Given the records below, would you repeat exactly the lines that begin at the one containing "assert_eq!(config.constructive, ConstructiveKind::CheapestArc);" and end at the one containing "t_final = 0.01", inclusive?
Provided material below:
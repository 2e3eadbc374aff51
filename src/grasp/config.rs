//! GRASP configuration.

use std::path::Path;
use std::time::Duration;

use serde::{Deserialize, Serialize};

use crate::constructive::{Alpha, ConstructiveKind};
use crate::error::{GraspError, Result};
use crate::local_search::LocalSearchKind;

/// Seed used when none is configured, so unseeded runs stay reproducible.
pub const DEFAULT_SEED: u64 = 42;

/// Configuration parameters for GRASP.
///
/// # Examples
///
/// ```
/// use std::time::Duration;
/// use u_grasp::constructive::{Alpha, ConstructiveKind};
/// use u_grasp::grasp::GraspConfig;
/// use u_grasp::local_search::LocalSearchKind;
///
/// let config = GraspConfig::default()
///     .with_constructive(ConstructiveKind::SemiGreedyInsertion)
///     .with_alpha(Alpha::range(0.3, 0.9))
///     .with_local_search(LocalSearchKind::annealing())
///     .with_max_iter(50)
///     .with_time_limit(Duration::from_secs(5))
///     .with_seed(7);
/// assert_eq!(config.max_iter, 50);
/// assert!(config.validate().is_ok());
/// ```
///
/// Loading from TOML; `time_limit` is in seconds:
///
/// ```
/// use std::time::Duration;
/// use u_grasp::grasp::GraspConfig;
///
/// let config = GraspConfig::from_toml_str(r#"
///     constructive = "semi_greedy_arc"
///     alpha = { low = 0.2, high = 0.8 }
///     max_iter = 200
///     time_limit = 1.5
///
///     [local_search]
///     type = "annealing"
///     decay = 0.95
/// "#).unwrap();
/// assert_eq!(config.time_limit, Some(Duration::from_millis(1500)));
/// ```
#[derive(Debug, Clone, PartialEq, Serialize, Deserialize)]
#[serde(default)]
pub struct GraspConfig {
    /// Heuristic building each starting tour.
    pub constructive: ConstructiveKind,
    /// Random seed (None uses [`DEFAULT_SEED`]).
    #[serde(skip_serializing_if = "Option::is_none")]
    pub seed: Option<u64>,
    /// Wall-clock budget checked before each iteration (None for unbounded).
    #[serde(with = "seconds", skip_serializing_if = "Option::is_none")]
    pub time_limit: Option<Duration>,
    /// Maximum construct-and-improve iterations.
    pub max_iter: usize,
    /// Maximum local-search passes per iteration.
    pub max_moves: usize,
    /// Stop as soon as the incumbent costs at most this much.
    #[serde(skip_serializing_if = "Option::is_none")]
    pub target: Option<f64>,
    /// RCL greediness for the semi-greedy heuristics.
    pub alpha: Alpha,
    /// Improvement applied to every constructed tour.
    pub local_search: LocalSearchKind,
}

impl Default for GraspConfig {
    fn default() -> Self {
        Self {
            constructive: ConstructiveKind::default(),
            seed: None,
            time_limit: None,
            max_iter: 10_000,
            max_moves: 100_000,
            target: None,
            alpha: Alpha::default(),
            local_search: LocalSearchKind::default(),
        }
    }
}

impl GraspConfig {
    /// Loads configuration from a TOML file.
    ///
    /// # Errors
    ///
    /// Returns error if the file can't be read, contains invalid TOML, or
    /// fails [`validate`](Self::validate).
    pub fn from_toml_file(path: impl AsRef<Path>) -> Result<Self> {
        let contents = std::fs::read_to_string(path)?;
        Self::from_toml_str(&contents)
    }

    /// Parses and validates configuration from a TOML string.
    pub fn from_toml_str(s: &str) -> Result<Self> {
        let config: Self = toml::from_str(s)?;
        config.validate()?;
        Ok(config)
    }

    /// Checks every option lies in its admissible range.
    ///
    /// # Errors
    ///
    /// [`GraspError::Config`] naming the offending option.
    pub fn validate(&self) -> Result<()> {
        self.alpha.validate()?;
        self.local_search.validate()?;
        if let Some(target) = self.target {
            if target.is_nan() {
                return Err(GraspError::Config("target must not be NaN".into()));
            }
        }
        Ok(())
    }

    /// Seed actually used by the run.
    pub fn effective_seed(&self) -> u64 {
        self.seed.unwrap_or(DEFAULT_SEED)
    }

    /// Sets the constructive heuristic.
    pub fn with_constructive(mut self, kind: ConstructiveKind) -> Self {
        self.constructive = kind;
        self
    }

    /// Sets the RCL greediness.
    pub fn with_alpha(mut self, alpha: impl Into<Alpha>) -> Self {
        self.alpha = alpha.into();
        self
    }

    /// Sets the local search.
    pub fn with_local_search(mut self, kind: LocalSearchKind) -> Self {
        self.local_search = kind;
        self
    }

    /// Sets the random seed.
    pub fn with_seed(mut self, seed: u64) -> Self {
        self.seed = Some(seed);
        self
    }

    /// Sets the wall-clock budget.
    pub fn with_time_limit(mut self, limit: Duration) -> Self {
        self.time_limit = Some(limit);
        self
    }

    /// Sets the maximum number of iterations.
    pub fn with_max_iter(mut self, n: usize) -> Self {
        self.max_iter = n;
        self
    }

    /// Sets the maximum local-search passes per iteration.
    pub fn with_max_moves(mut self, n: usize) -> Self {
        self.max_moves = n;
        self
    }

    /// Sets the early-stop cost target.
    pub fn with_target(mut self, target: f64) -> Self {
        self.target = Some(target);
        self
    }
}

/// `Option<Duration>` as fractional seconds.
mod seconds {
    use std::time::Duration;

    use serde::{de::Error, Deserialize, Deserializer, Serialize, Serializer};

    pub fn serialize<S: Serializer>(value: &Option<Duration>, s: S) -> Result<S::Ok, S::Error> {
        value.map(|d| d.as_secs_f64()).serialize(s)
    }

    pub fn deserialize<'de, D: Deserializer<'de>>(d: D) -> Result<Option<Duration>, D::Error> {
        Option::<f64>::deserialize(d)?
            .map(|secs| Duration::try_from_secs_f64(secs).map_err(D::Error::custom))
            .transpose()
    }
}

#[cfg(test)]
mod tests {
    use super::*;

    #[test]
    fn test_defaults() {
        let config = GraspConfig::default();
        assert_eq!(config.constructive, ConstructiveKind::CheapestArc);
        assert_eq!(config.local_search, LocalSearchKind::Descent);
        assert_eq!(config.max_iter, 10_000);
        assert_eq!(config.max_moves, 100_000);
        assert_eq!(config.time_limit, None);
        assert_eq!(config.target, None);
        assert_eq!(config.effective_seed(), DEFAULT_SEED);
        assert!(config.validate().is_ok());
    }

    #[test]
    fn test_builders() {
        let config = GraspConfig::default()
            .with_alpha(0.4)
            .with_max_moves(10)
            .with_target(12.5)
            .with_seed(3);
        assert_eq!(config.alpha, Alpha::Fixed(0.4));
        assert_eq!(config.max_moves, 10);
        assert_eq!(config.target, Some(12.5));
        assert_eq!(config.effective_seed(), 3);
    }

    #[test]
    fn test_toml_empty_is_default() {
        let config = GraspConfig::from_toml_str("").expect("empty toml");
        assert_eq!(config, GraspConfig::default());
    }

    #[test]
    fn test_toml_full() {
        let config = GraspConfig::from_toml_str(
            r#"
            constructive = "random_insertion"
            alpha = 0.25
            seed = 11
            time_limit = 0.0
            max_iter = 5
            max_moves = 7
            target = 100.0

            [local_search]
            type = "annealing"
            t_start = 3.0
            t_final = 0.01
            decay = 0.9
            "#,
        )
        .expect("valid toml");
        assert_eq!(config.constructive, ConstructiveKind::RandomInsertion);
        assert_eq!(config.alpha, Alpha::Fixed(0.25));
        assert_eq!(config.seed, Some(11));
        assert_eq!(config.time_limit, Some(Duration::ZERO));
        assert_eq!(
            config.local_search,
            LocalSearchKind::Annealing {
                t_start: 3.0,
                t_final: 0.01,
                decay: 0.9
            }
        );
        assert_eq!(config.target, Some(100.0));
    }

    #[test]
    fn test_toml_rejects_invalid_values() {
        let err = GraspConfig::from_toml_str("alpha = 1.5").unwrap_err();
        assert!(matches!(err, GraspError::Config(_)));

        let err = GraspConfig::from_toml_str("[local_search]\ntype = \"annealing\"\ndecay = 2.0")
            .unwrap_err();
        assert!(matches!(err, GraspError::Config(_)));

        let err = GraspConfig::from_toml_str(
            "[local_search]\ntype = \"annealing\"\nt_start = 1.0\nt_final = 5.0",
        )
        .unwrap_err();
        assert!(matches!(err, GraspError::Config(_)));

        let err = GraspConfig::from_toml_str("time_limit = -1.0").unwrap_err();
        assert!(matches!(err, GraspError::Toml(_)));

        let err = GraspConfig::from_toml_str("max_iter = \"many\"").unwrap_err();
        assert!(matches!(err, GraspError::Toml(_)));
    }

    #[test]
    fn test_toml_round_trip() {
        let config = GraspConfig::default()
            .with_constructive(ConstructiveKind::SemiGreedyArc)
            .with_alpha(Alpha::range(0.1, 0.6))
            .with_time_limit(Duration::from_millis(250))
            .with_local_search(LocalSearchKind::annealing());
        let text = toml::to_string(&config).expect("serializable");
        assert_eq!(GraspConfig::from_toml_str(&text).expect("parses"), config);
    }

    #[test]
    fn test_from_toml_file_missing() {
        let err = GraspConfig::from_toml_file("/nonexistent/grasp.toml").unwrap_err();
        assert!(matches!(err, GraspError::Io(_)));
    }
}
End of Provided material.
* [Written answer]
        assert_eq!(config.constructive, ConstructiveKind::CheapestArc);
        assert_eq!(config.local_search, LocalSearchKind::Descent);
        assert_eq!(config.max_iter, 10_000);
        assert_eq!(config.max_moves, 100_000);
        assert_eq!(config.time_limit, None);
        assert_eq!(config.target, None);
        assert_eq!(config.effective_seed(), DEFAULT_SEED);
        assert!(config.validate().is_ok());
    }

    #[test]
    fn test_builders() {
        let config = GraspConfig::default()
            .with_alpha(0.4)
            .with_max_moves(10)
            .with_target(12.5)
            .with_seed(3);
        assert_eq!(config.alpha, Alpha::Fixed(0.4));
        assert_eq!(config.max_moves, 10);
        assert_eq!(config.target, Some(12.5));
        assert_eq!(config.effective_seed(), 3);
    }

    #[test]
    fn test_toml_empty_is_default() {
        let config = GraspConfig::from_toml_str("").expect("empty toml");
        assert_eq!(config, GraspConfig::default());
    }

    #[test]
    fn test_toml_full() {
        let config = GraspConfig::from_toml_str(
            r#"
            constructive = "random_insertion"
            alpha = 0.25
            seed = 11
            time_limit = 0.0
            max_iter = 5
            max_moves = 7
            target = 100.0

            [local_search]
            type = "annealing"
            t_start = 3.0
            t_final = 0.01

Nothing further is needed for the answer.